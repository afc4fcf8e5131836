use rand::rngs::SmallRng;
use rand::{Rng, SeedableRng};

use super::{interpolate, order_position, QuantileEstimator};

/// Default number of retained samples.
pub const DEFAULT_CAPACITY: usize = 10_000;

/// Uniform reservoir sample (Algorithm R) of a stream of values.
///
/// The `n`-th sample replaces a uniformly chosen slot with probability
/// `capacity / n`, where `n` counts samples seen by this instance since its
/// last reset. The result is representative but carries no formal error bound.
///
/// Snapshots hold their samples sorted, so a frame that reads many
/// percentiles from one snapshot sorts once.
#[derive(Clone)]
pub struct Reservoir {
    samples: Vec<u64>,
    capacity: usize,
    seen: u64,
    rng: SmallRng,
    /// `samples` is in ascending order.
    sorted: bool,
}

impl Reservoir {
    /// Creates an empty reservoir seeded from OS entropy.
    pub fn new(capacity: usize) -> Self {
        Self::from_rng(capacity, SmallRng::from_entropy())
    }

    /// Creates a reservoir with a deterministic replacement sequence.
    pub fn with_seed(capacity: usize, seed: u64) -> Self {
        Self::from_rng(capacity, SmallRng::seed_from_u64(seed))
    }

    fn from_rng(capacity: usize, rng: SmallRng) -> Self {
        Self {
            samples: Vec::with_capacity(capacity),
            capacity,
            seen: 0,
            rng,
            sorted: true,
        }
    }

    /// Maximum number of retained samples.
    pub fn capacity(&self) -> usize {
        self.capacity
    }

    /// Number of samples currently retained (at most `capacity`).
    pub fn len(&self) -> usize {
        self.samples.len()
    }

    pub fn is_empty(&self) -> bool {
        self.samples.is_empty()
    }

    /// Whether the reservoir has reached capacity.
    pub fn is_full(&self) -> bool {
        self.samples.len() >= self.capacity
    }

    pub fn memory_bytes(&self) -> usize {
        self.samples.capacity() * std::mem::size_of::<u64>()
    }
}

impl QuantileEstimator for Reservoir {
    #[inline]
    fn insert(&mut self, value: u64) {
        self.seen += 1;
        self.sorted = false;
        if self.samples.len() < self.capacity {
            self.samples.push(value);
            return;
        }
        let slot = self.rng.gen_range(0..self.seen);
        if let Ok(slot) = usize::try_from(slot) {
            if let Some(s) = self.samples.get_mut(slot) {
                *s = value;
            }
        }
    }

    fn quantile(&self, q: f64) -> Option<f64> {
        if self.samples.is_empty() {
            return None;
        }
        if self.sorted {
            return sorted_quantile(&self.samples, q);
        }
        let mut sorted = self.samples.clone();
        sorted.sort_unstable();
        sorted_quantile(&sorted, q)
    }

    fn count(&self) -> u64 {
        self.seen
    }

    fn reset(&mut self) {
        self.samples.clear();
        self.seen = 0;
        self.sorted = true;
    }

    fn snapshot(&self) -> Self {
        let mut copy = self.clone();
        if !copy.sorted {
            copy.samples.sort_unstable();
            copy.sorted = true;
        }
        copy
    }
}

fn sorted_quantile(sorted: &[u64], q: f64) -> Option<f64> {
    let (lower, frac) = order_position(q, sorted.len() as u64);
    let lower = lower as usize;
    let lo = *sorted.get(lower)? as f64;
    if frac == 0.0 {
        return Some(lo);
    }
    let hi = sorted.get(lower + 1).map_or(lo, |v| *v as f64);
    Some(interpolate(lo, hi, frac))
}

impl std::fmt::Debug for Reservoir {
    fn fmt(&self, f: &mut std::fmt::Formatter<'_>) -> std::fmt::Result {
        f.debug_struct("Reservoir")
            .field("capacity", &self.capacity)
            .field("len", &self.samples.len())
            .field("seen", &self.seen)
            .finish()
    }
}
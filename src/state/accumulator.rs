use crate::estimator::{Estimator, QuantileEstimator, Strategy};

/// Number of largest values retained by [`TopN`].
pub const TOP_N: usize = 5;

/// Exact scalar statistics. Never derived from an estimator.
#[derive(Debug, Clone, Copy, PartialEq, Eq)]
pub struct ExactStats {
    pub count: u64,
    pub sum: u64,
    pub nonzero: u64,
    min: u64,
    pub max: u64,
}

impl ExactStats {
    pub const fn new() -> Self {
        Self {
            count: 0,
            sum: 0,
            nonzero: 0,
            min: u64::MAX,
            max: 0,
        }
    }

    #[inline]
    pub fn record(&mut self, value: u64) {
        self.count += 1;
        self.sum = self.sum.saturating_add(value);
        if value > 0 {
            self.nonzero += 1;
        }
        self.min = self.min.min(value);
        self.max = self.max.max(value);
    }

    /// Smallest recorded value, or 0 when nothing was recorded.
    pub fn min(&self) -> u64 {
        if self.count == 0 {
            0
        } else {
            self.min
        }
    }

    /// Exact arithmetic mean.
    pub fn mean(&self) -> Option<f64> {
        (self.count > 0).then(|| self.sum as f64 / self.count as f64)
    }

    /// Fraction of samples that were non-zero, in `[0, 1]`.
    pub fn utilization(&self) -> Option<f64> {
        (self.count > 0).then(|| self.nonzero as f64 / self.count as f64)
    }
}

impl Default for ExactStats {
    fn default() -> Self {
        Self::new()
    }
}

/// The [`TOP_N`] largest values seen, kept in ascending order.
#[derive(Debug, Clone, Copy, PartialEq, Eq, Default)]
pub struct TopN {
    values: [u64; TOP_N],
    len: usize,
}

impl TopN {
    #[inline]
    pub fn record(&mut self, value: u64) {
        if self.len < TOP_N {
            self.values[self.len] = value;
            self.len += 1;
            self.values[..self.len].sort_unstable();
            return;
        }
        if value <= self.values[0] {
            return;
        }
        self.values[0] = value;
        self.values.sort_unstable();
    }

    /// Retained values, smallest first, largest last.
    pub fn values(&self) -> &[u64] {
        &self.values[..self.len]
    }

    pub fn clear(&mut self) {
        self.len = 0;
    }
}

/// One window of statistics: an estimator plus its exact companions.
#[derive(Debug, Clone)]
pub struct StatsView {
    pub exact: ExactStats,
    pub top: TopN,
    pub estimator: Estimator,
}

impl StatsView {
    fn new(strategy: &Strategy) -> Self {
        Self {
            exact: ExactStats::new(),
            top: TopN::default(),
            estimator: strategy.build(),
        }
    }

    #[inline]
    fn record(&mut self, value: u64) {
        self.exact.record(value);
        self.top.record(value);
        self.estimator.insert(value);
    }

    fn reset(&mut self) {
        self.exact = ExactStats::new();
        self.top.clear();
        self.estimator.reset();
    }

    fn snapshot(&self) -> Self {
        Self {
            exact: self.exact,
            top: self.top,
            estimator: self.estimator.snapshot(),
        }
    }

    /// Approximate quantile from the estimator.
    pub fn quantile(&self, q: f64) -> Option<f64> {
        self.estimator.quantile(q)
    }
}

/// Interval and lifetime statistics for one entity.
#[derive(Debug, Clone)]
pub struct EntityStats {
    interval: StatsView,
    lifetime: StatsView,
}

impl EntityStats {
    pub fn new(strategy: &Strategy) -> Self {
        Self {
            interval: StatsView::new(strategy),
            lifetime: StatsView::new(strategy),
        }
    }

    #[inline]
    pub fn record(&mut self, value: u64) {
        self.interval.record(value);
        self.lifetime.record(value);
    }

    /// Starts a new interval. Lifetime statistics are untouched.
    pub fn reset_interval(&mut self) {
        self.interval.reset();
    }

    /// Largest value ever recorded; never decreases.
    pub fn true_max(&self) -> u64 {
        self.lifetime.exact.max
    }

    /// Samples recorded since process start.
    pub fn total_count(&self) -> u64 {
        self.lifetime.exact.count
    }

    pub fn interval(&self) -> &StatsView {
        &self.interval
    }

    pub fn lifetime(&self) -> &StatsView {
        &self.lifetime
    }

    /// Copies both windows; the copy is independent of further records.
    pub fn snapshot(&self) -> EntitySnapshot {
        EntitySnapshot {
            interval: self.interval.snapshot(),
            lifetime: self.lifetime.snapshot(),
            true_max: self.true_max(),
        }
    }
}

/// Point-in-time copy of an [`EntityStats`].
#[derive(Debug, Clone)]
pub struct EntitySnapshot {
    pub interval: StatsView,
    pub lifetime: StatsView,
    /// Lifetime maximum, carried into the interval view.
    pub true_max: u64,
}

impl EntitySnapshot {
    /// Maximum since the last interval reset.
    pub fn interval_peak(&self) -> u64 {
        self.interval.exact.max
    }
}

#[cfg(test)]
mod tests {
    use super::*;

    fn histogram_stats() -> EntityStats {
        EntityStats::new(&Strategy::histogram(255).expect("valid"))
    }

    #[test]
    fn test_known_sequence() {
        let mut stats = histogram_stats();
        for v in [0, 0, 0, 5, 5, 10, 30] {
            stats.record(v);
        }

        let snap = stats.snapshot();
        let exact = snap.lifetime.exact;
        assert_eq!(exact.count, 7);
        assert_eq!(exact.nonzero, 4);
        assert_eq!(exact.max, 30);
        assert_eq!(exact.min(), 0);

        let util = exact.utilization().expect("has data");
        assert!((util - 4.0 / 7.0).abs() < 1e-9);
        let mean = exact.mean().expect("has data");
        assert!((mean - 50.0 / 7.0).abs() < 1e-9);

        assert_eq!(snap.lifetime.quantile(0.5), Some(5.0));
        assert_eq!(snap.interval.quantile(0.5), Some(5.0));
    }

    #[test]
    fn test_true_max_survives_interval_reset() {
        let mut stats = histogram_stats();
        stats.record(90);
        stats.record(3);
        let before = stats.true_max();

        stats.reset_interval();
        stats.record(7);
        let snap = stats.snapshot();

        assert!(snap.true_max >= before);
        assert_eq!(snap.true_max, 90);
        assert_eq!(snap.interval_peak(), 7);
    }

    #[test]
    fn test_reset_keeps_lifetime_counts() {
        let mut stats = histogram_stats();
        for v in 0..10 {
            stats.record(v);
        }
        stats.reset_interval();
        for v in 0..5 {
            stats.record(v);
        }

        assert_eq!(stats.total_count(), 15);
        assert_eq!(stats.interval().exact.count, 5);
        assert_eq!(stats.interval().estimator.count(), 5);
        assert_eq!(stats.lifetime().estimator.count(), 15);
    }

    #[test]
    fn test_empty_interval_after_reset() {
        let mut stats = histogram_stats();
        stats.record(12);
        stats.reset_interval();

        let snap = stats.snapshot();
        assert_eq!(snap.interval.exact.count, 0);
        assert_eq!(snap.interval.exact.mean(), None);
        assert_eq!(snap.interval.exact.utilization(), None);
        assert_eq!(snap.interval.exact.min(), 0);
        assert_eq!(snap.interval.quantile(0.5), None);
        assert!(snap.interval.top.values().is_empty());
    }

    #[test]
    fn test_top_n_keeps_largest() {
        let mut top = TopN::default();
        for v in [5, 1, 9, 3, 7] {
            top.record(v);
        }
        assert_eq!(top.values(), &[1, 3, 5, 7, 9]);

        top.record(2);
        assert_eq!(top.values(), &[2, 3, 5, 7, 9]);
        top.record(100);
        assert_eq!(top.values(), &[3, 5, 7, 9, 100]);
        top.record(1);
        assert_eq!(top.values(), &[3, 5, 7, 9, 100]);

        top.clear();
        assert!(top.values().is_empty());
    }

    #[test]
    fn test_top_n_partial() {
        let mut top = TopN::default();
        top.record(4);
        top.record(2);
        assert_eq!(top.values(), &[2, 4]);
    }

    #[test]
    fn test_sum_saturates() {
        let mut exact = ExactStats::new();
        exact.record(u64::MAX);
        exact.record(10);
        assert_eq!(exact.sum, u64::MAX);
        assert_eq!(exact.count, 2);
    }
}
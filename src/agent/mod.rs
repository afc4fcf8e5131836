use std::collections::HashMap;
use std::io::Write;
use std::sync::Arc;

use anyhow::{bail, Context, Result};
use tokio::task::JoinHandle;
use tokio_util::sync::CancellationToken;
use tracing::{debug, error, info};

use crate::config::{Config, Mode};
use crate::device::{parse_device_filter, syscalls, Resolver, SelectedDevice, Sysfs};
use crate::estimator::Strategy;
use crate::ingest::{EntityFilter, InflightReader, PollDriver, PollGroup, PolledSource, SampleBatch};
use crate::render::{RenderOptions, Renderer, View};
use crate::state::{AggregationState, CurrentValues};
use crate::tracer::event::{EntityKey, SourceKind};
use crate::tracer::stats::IngestStats;

#[cfg(feature = "bpf")]
use crate::ingest::EventDriver;
#[cfg(feature = "bpf")]
use crate::tracer::bpf::BpfTracer;
#[cfg(feature = "bpf")]
use crate::tracer::{SampleSender, Tracer, TracerConfig};

/// Frame destination.
pub type Output = Box<dyn Write + Send>;

/// What a latency source traces and what ingestion keeps.
#[cfg_attr(not(feature = "bpf"), allow(dead_code))]
struct LatencyTargets {
    kind: SourceKind,
    /// Raw keys programmed into the in-kernel filter; empty traces all.
    raw_keys: Vec<u32>,
    filter: EntityFilter,
}

/// Agent wires the source, aggregation state, reset ticker and renderer
/// together and owns their shutdown order.
pub struct Agent {
    cfg: Config,
    strategy: Strategy,
    state: Arc<AggregationState>,
    resolver: Arc<Resolver>,
    sysfs: Sysfs,
    stats: Arc<IngestStats>,
    output: Option<Output>,
    ingest_tasks: Vec<JoinHandle<()>>,
    render_task: Option<JoinHandle<()>>,
    #[cfg(feature = "bpf")]
    tracer: Option<BpfTracer>,
    ingest_cancel: CancellationToken,
    render_cancel: CancellationToken,
}

impl Agent {
    /// Creates an agent that renders to stdout.
    pub fn new(cfg: Config) -> Result<Self> {
        Self::with_output(cfg, Box::new(std::io::stdout()))
    }

    /// Creates an agent that renders to `output`.
    pub fn with_output(cfg: Config, output: Output) -> Result<Self> {
        cfg.validate().context("validating config")?;
        let strategy = cfg.strategy()?;

        let sysfs = Sysfs::new(&cfg.sysfs_root);
        let group_names = cfg.groups.iter().map(|g| g.name.clone()).collect();
        let resolver = Arc::new(Resolver::new(sysfs.clone(), group_names));

        Ok(Self {
            strategy,
            state: Arc::new(AggregationState::new(strategy)),
            resolver,
            sysfs,
            stats: Arc::new(IngestStats::new()),
            output: Some(output),
            ingest_tasks: Vec::with_capacity(2),
            render_task: None,
            #[cfg(feature = "bpf")]
            tracer: None,
            ingest_cancel: CancellationToken::new(),
            render_cancel: CancellationToken::new(),
            cfg,
        })
    }

    pub fn state(&self) -> &Arc<AggregationState> {
        &self.state
    }

    pub fn stats(&self) -> &Arc<IngestStats> {
        &self.stats
    }

    /// Start ingestion, interval resets and rendering.
    pub async fn start(&mut self) -> Result<()> {
        let mut full_scale = HashMap::new();

        let current = match self.cfg.mode {
            Mode::Block | Mode::Syscall => {
                let targets = self.latency_targets()?;
                self.start_tracing(targets).await?;
                None
            }
            Mode::Queue => Some(self.start_polling(&mut full_scale)?),
        };

        self.spawn_interval_reset();
        self.spawn_renderer(current, full_scale)?;

        info!(
            mode = ?self.cfg.mode,
            strategy = %self.strategy.describe(),
            interval = ?self.cfg.interval,
            frame_interval = ?self.cfg.frame_interval(),
            "agent started"
        );
        Ok(())
    }

    /// Stop ingestion, then let the renderer draw its final frame.
    pub async fn stop(&mut self) -> Result<()> {
        self.ingest_cancel.cancel();

        for handle in self.ingest_tasks.drain(..) {
            if let Err(e) = handle.await {
                error!(error = %e, "ingestion task failed");
            }
        }

        #[cfg(feature = "bpf")]
        if let Some(tracer) = &mut self.tracer {
            if let Err(e) = tracer.stop().await {
                error!(error = %e, "error stopping tracer");
            }
        }

        self.render_cancel.cancel();
        if let Some(handle) = self.render_task.take() {
            handle.await.context("waiting for renderer")?;
        }

        let totals = self.stats.totals();
        info!(
            samples = self.state.total_count(),
            entities = self.state.entity_count(),
            dropped = totals.dropped,
            filtered = totals.filtered,
            parse_errors = totals.parse_errors,
            "agent stopped"
        );
        Ok(())
    }

    /// Resolves the entity filter for a latency mode.
    fn latency_targets(&self) -> Result<LatencyTargets> {
        match self.cfg.mode {
            Mode::Block => {
                let selected = parse_device_filter(&self.cfg.devices, &self.sysfs)
                    .context("parsing device filter")?;
                for dev in &selected {
                    self.seed_name(dev);
                }
                let keys: Vec<EntityKey> =
                    selected.iter().map(|d| EntityKey::Device(d.id)).collect();
                let mut filter = EntityFilter::allow_list(keys.iter().copied());
                if !keys.is_empty() {
                    info!(devices = keys.len(), "filtering devices");
                } else if !self.cfg.device_prefixes.is_empty() {
                    let tracked = self
                        .sysfs
                        .tracked_devices(&self.cfg.device_prefixes)
                        .context("resolving tracked devices")?;
                    for dev in &tracked {
                        self.seed_name(dev);
                    }
                    debug!(devices = tracked.len(), "tracking devices by prefix");
                    filter = filter.with_tracked_devices(tracked.iter().map(|d| d.id));
                }

                Ok(LatencyTargets {
                    kind: SourceKind::Block,
                    raw_keys: selected.iter().map(|d| d.id.raw()).collect(),
                    filter,
                })
            }
            Mode::Syscall => {
                let numbers = syscalls::parse_list(&self.cfg.syscalls)?;
                Ok(LatencyTargets {
                    kind: SourceKind::Syscall,
                    raw_keys: numbers.clone(),
                    filter: EntityFilter::allow_list(numbers.into_iter().map(EntityKey::Syscall)),
                })
            }
            Mode::Queue => bail!("queue mode has no latency source"),
        }
    }

    #[cfg(feature = "bpf")]
    async fn start_tracing(&mut self, targets: LatencyTargets) -> Result<()> {
        let (tx, rx) = tokio::sync::mpsc::channel(self.cfg.event_queue_capacity);
        let sender = SampleSender::new(targets.kind, tx, Arc::clone(&self.stats));

        let mut tracer = BpfTracer::new(
            TracerConfig {
                kind: targets.kind,
                ring_buffer_size: self.cfg.ring_buffer_size,
                entity_filter: targets.raw_keys,
                process_name: self.cfg.process_name.clone(),
            },
            sender,
        );
        tracer.on_error(Box::new(|e| {
            tracing::warn!(error = %e, "tracer error");
        }));
        tracer
            .start(self.ingest_cancel.clone())
            .await
            .context("starting tracer")?;
        self.tracer = Some(tracer);

        let driver = EventDriver::new(
            rx,
            Arc::clone(&self.state),
            targets.filter,
            SampleBatch::new(self.cfg.flush_every, 0),
            Arc::clone(&self.stats),
        );
        let cancel = self.ingest_cancel.clone();
        self.ingest_tasks.push(tokio::spawn(driver.run(cancel)));
        Ok(())
    }

    #[cfg(not(feature = "bpf"))]
    async fn start_tracing(&mut self, targets: LatencyTargets) -> Result<()> {
        bail!(
            "{} latency tracing requires building with the `bpf` feature ({} filtered entities)",
            targets.kind,
            targets.raw_keys.len()
        );
    }

    /// Opens every polled device and spawns the poll driver.
    fn start_polling(&mut self, full_scale: &mut HashMap<EntityKey, u64>) -> Result<Arc<CurrentValues>> {
        let selected = self.poll_targets()?;
        if selected.is_empty() {
            bail!(
                "no block devices to poll under {}",
                self.sysfs.root().display()
            );
        }

        let mut sources = Vec::with_capacity(selected.len());
        for dev in &selected {
            self.seed_name(dev);
            let name = self.resolver.name(EntityKey::Device(dev.id));
            let reader = InflightReader::open(self.sysfs.inflight_path(&name))
                .with_context(|| format!("opening queue depth for {name}"))?;
            debug!(device = %name, path = %reader.path().display(), "polling device");
            sources.push(PolledSource {
                key: EntityKey::Device(dev.id),
                reader,
            });
        }

        let bar_width = self.cfg.queue_bar_width as u64;
        let mut groups = Vec::with_capacity(self.cfg.groups.len());
        for (idx, group) in self.cfg.groups.iter().enumerate() {
            let mut members = Vec::with_capacity(group.members.len());
            for member in &group.members {
                let pos = selected
                    .iter()
                    .position(|d| &*self.resolver.name(EntityKey::Device(d.id)) == member)
                    .with_context(|| {
                        format!("group {} member {member} is not a polled device", group.name)
                    })?;
                members.push(pos);
            }
            let key = EntityKey::Group(
                u16::try_from(idx).with_context(|| format!("too many groups: {idx}"))?,
            );
            full_scale.insert(key, bar_width * members.len() as u64);
            groups.push(PollGroup { key, members });
        }

        let driver = PollDriver::new(
            sources,
            groups,
            Arc::clone(&self.state),
            EntityFilter::allow_all(),
        );
        let current = driver.current_values();
        let cancel = self.ingest_cancel.clone();

        let handle = match self.cfg.poll_interval {
            Some(period) => tokio::spawn(async move {
                driver.run_every(period, cancel).await;
            }),
            None => {
                let warmup = self.strategy.warmup_samples() * driver.entity_count() as u64;
                let batch = SampleBatch::new(self.cfg.flush_every, warmup);
                tokio::task::spawn_blocking(move || {
                    driver.run_unthrottled(batch, cancel);
                })
            }
        };
        self.ingest_tasks.push(handle);

        info!(
            devices = selected.len(),
            groups = self.cfg.groups.len(),
            poll_interval = ?self.cfg.poll_interval,
            "queue polling started"
        );
        Ok(current)
    }

    /// Devices for queue mode: the explicit filter, or every tracked device.
    fn poll_targets(&self) -> Result<Vec<SelectedDevice>> {
        if !self.cfg.devices.trim().is_empty() {
            return parse_device_filter(&self.cfg.devices, &self.sysfs)
                .context("parsing device filter");
        }

        self.sysfs
            .tracked_devices(&self.cfg.device_prefixes)
            .context("resolving tracked devices")
    }

    /// Caches a device name given by the user; `major:minor` specs are left
    /// for sysfs resolution.
    fn seed_name(&self, dev: &SelectedDevice) {
        if dev.name != dev.id.to_string() {
            self.resolver.insert(EntityKey::Device(dev.id), &dev.name);
        }
    }

    /// Spawn the periodic interval reset.
    fn spawn_interval_reset(&mut self) {
        let cancel = self.ingest_cancel.clone();
        let state = Arc::clone(&self.state);
        let period = self.cfg.interval;

        self.ingest_tasks.push(tokio::spawn(async move {
            let mut ticker = tokio::time::interval(period);
            ticker.set_missed_tick_behavior(tokio::time::MissedTickBehavior::Skip);
            // Consume the immediate first tick.
            ticker.tick().await;

            loop {
                tokio::select! {
                    _ = cancel.cancelled() => return,
                    _ = ticker.tick() => {
                        state.reset_intervals();
                        debug!(entities = state.entity_count(), "interval reset");
                    }
                }
            }
        }));
    }

    fn spawn_renderer(
        &mut self,
        current: Option<Arc<CurrentValues>>,
        full_scale: HashMap<EntityKey, u64>,
    ) -> Result<()> {
        let output = self
            .output
            .take()
            .context("renderer output already taken")?;

        let opts = RenderOptions {
            title: self.cfg.mode.title().to_string(),
            view: if self.cfg.mode.is_latency() {
                View::Latency
            } else {
                View::Queue
            },
            percentiles: self.cfg.percentiles().to_vec(),
            show_top: self.cfg.show_top,
            batch: self.cfg.batch,
            interval: self.cfg.interval,
            strategy: self.strategy.describe(),
            bar_width: self.cfg.queue_bar_width,
            full_scale,
        };

        let mut renderer = Renderer::new(
            output,
            opts,
            Arc::clone(&self.state),
            Arc::clone(&self.resolver),
            Arc::clone(&self.stats),
        );
        if let Some(current) = current {
            renderer = renderer.with_current_values(current);
        }

        let period = self.cfg.frame_interval();
        let cancel = self.render_cancel.clone();
        self.render_task = Some(tokio::spawn(async move {
            renderer.run(period, cancel).await;
        }));
        Ok(())
    }
}
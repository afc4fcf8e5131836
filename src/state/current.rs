use std::sync::atomic::{AtomicU64, Ordering};

use crate::tracer::event::EntityKey;

/// Latest instantaneous value per polled entity.
///
/// Written by the poll driver on every iteration and read by the renderer
/// without touching the aggregation lock. The entity set is fixed at
/// construction; slot `i` belongs to `keys()[i]`.
pub struct CurrentValues {
    keys: Vec<EntityKey>,
    cells: Vec<AtomicU64>,
}

impl CurrentValues {
    pub fn new(keys: Vec<EntityKey>) -> Self {
        let cells = keys.iter().map(|_| AtomicU64::new(0)).collect();
        Self { keys, cells }
    }

    pub fn keys(&self) -> &[EntityKey] {
        &self.keys
    }

    #[inline]
    pub fn store(&self, slot: usize, value: u64) {
        if let Some(cell) = self.cells.get(slot) {
            cell.store(value, Ordering::Relaxed);
        }
    }

    pub fn load(&self, slot: usize) -> Option<u64> {
        self.cells.get(slot).map(|c| c.load(Ordering::Relaxed))
    }

    /// Current value for `key`, if it is a polled entity.
    pub fn get(&self, key: EntityKey) -> Option<u64> {
        let slot = self.keys.iter().position(|k| *k == key)?;
        self.load(slot)
    }
}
----------------------------------------
- [INSTRUCTIONS TO FOLLOW]
From the records given above, copy all lines containing "bool".

- [ANSWER BELOW]
    sorted: bool,
    pub fn is_empty(&self) -> bool {
    pub fn is_full(&self) -> bool {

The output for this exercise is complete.